The task: Pick out each line of the records that includes the string "observe", and copy it.

Data listing:
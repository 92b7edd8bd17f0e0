use std::fmt;
use std::sync::Arc;

use futures::future::BoxFuture;

use super::{observe, operand_retries, Exp, OperandRetry};
use crate::debug::EventBuilder;
use crate::error::{Error, Result};
use crate::io::IO;

type Guard<I> = Arc<dyn Fn(&I) -> bool + Send + Sync>;
type Branch<I, O> = Arc<dyn Fn(I) -> IO<O> + Send + Sync>;

/// Multi-way branch on the value of a subject effect.
///
/// The subject is evaluated once. Cases are tested in declaration order and
/// the first match's branch receives the value. With no match the
/// `otherwise` branch runs; without one the expression fails with
/// [`ErrorKind::NoMatch`](crate::ErrorKind::NoMatch).
///
/// There is no parallel form: the cases need the subject's value.
///
/// ```
/// use eddy::exp::{Exp, SwitchExp};
/// use eddy::IO;
///
/// # tokio_test::block_on(async {
/// let exp = SwitchExp::eval(IO::succeed(404))
///     .match_value(200, |_| IO::succeed("ok"))
///     .match_when(|code: &i32| *code >= 500, |_| IO::succeed("server error"))
///     .match_any([401, 403, 404], |_| IO::succeed("client error"))
///     .otherwise(|_| IO::succeed("unknown"));
///
/// assert_eq!(exp.into_io().run().await.unwrap(), "client error");
/// # });
/// ```
pub struct SwitchExp<I, O> {
    subject: IO<I>,
    cases: Vec<(Guard<I>, Branch<I, O>)>,
    otherwise: Option<Branch<I, O>>,
    debugger: Option<EventBuilder<O>>,
}

impl<I, O> Clone for SwitchExp<I, O> {
    fn clone(&self) -> Self {
        Self {
            subject: self.subject.clone(),
            cases: self.cases.clone(),
            otherwise: self.otherwise.clone(),
            debugger: self.debugger.clone(),
        }
    }
}

impl<I, O> fmt::Debug for SwitchExp<I, O> {
    fn fmt(&self, f: &mut fmt::Formatter<'_>) -> fmt::Result {
        f.debug_struct("SwitchExp")
            .field("subject", &self.subject)
            .field("cases", &self.cases.len())
            .field("otherwise", &self.otherwise.is_some())
            .field("debugger", &self.debugger)
            .finish()
    }
}

impl<I, O> SwitchExp<I, O>
where
    I: Send + 'static,
    O: Send + 'static,
{
    /// Name used in instrumentation events.
    pub const NAME: &'static str = "SwitchExp";

    /// Start a switch on the value of `subject`.
    pub fn eval(subject: IO<I>) -> Self {
        Self {
            subject,
            cases: Vec::new(),
            otherwise: None,
            debugger: None,
        }
    }

    /// Add a case matching values for which `guard` holds.
    pub fn match_when<G, F>(mut self, guard: G, branch: F) -> Self
    where
        G: Fn(&I) -> bool + Send + Sync + 'static,
        F: Fn(I) -> IO<O> + Send + Sync + 'static,
    {
        self.cases.push((Arc::new(guard), Arc::new(branch)));
        self
    }

    /// Add a case matching values equal to `value`.
    pub fn match_value<F>(self, value: I, branch: F) -> Self
    where
        I: PartialEq + Sync,
        F: Fn(I) -> IO<O> + Send + Sync + 'static,
    {
        self.match_when(move |subject: &I| *subject == value, branch)
    }

    /// Add a case matching any of `values`.
    pub fn match_any<F>(self, values: impl IntoIterator<Item = I>, branch: F) -> Self
    where
        I: PartialEq + Sync,
        F: Fn(I) -> IO<O> + Send + Sync + 'static,
    {
        let values: Vec<I> = values.into_iter().collect();
        self.match_when(move |subject: &I| values.contains(subject), branch)
    }

    /// The branch taken when no case matches.
    pub fn otherwise<F>(self, branch: F) -> Self
    where
        F: Fn(I) -> IO<O> + Send + Sync + 'static,
    {
        Self {
            otherwise: Some(Arc::new(branch)),
            ..self
        }
    }

    operand_retries!();

    fn with_retry(self, retry: OperandRetry) -> Self {
        let wrap = |branch: Branch<I, O>| -> Branch<I, O> {
            let retry = retry.clone();
            Arc::new(move |value: I| retry.apply(branch(value)))
        };
        Self {
            subject: retry.apply(self.subject),
            cases: self
                .cases
                .into_iter()
                .map(|(guard, branch)| (guard, wrap(branch)))
                .collect(),
            otherwise: self.otherwise.map(wrap),
            ..self
        }
    }
}

impl<I, O> SwitchExp<I, O>
where
    I: fmt::Debug + Send + 'static,
    O: fmt::Debug + Send + 'static,
{
    /// Report this expression through `builder`, the subject under
    /// `name-eval`, each case's branch under `name-branch[i]` and the default
    /// under `name-otherwise`.
    pub fn debug_each(self, builder: EventBuilder<O>) -> Self {
        let name = builder.name().to_string();
        let instrument = |branch: Branch<I, O>, child: EventBuilder<O>| -> Branch<I, O> {
            Arc::new(move |value: I| branch(value).debug(child.clone()))
        };
        let cases = self
            .cases
            .into_iter()
            .enumerate()
            .map(|(i, (guard, branch))| {
                let child = builder.derive(format!("{}-branch[{}]", name, i));
                (guard, instrument(branch, child))
            })
            .collect();
        let otherwise = self
            .otherwise
            .map(|branch| instrument(branch, builder.derive(format!("{}-otherwise", name))));
        Self {
            subject: self.subject.debug(builder.derive(format!("{}-eval", name))),
            cases,
            otherwise,
            debugger: Some(builder),
        }
    }

    /// [`debug_each`](Self::debug_each) with the default builder named
    /// `SwitchExp`.
    pub fn debug_each_with_context(self, context: impl Into<String>) -> Self {
        self.debug_each(EventBuilder::new(Self::NAME, context))
    }
}

impl<I, O> Exp for SwitchExp<I, O>
where
    I: Send + 'static,
    O: Send + 'static,
{
    type Output = O;

    fn reduce(&self) -> BoxFuture<'static, Result<O>> {
        let subject = self.subject.clone();
        let cases = self.cases.clone();
        let otherwise = self.otherwise.clone();

        let reduction = async move {
            let value = subject.run().await?;
            let branch = cases
                .iter()
                .find(|(guard, _)| guard(&value))
                .map(|(_, branch)| Arc::clone(branch))
                .or(otherwise);
            match branch {
                Some(branch) => branch(value).run().await,
                None => Err(Error::no_match("no SwitchExp case matched and no otherwise branch was set")),
            }
        };
        observe(self.debugger.clone(), reduction)
    }
}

Result below:
use super::{observe, operand_retries, Exp, OperandRetry};
        observe(self.debugger.clone(), reduction)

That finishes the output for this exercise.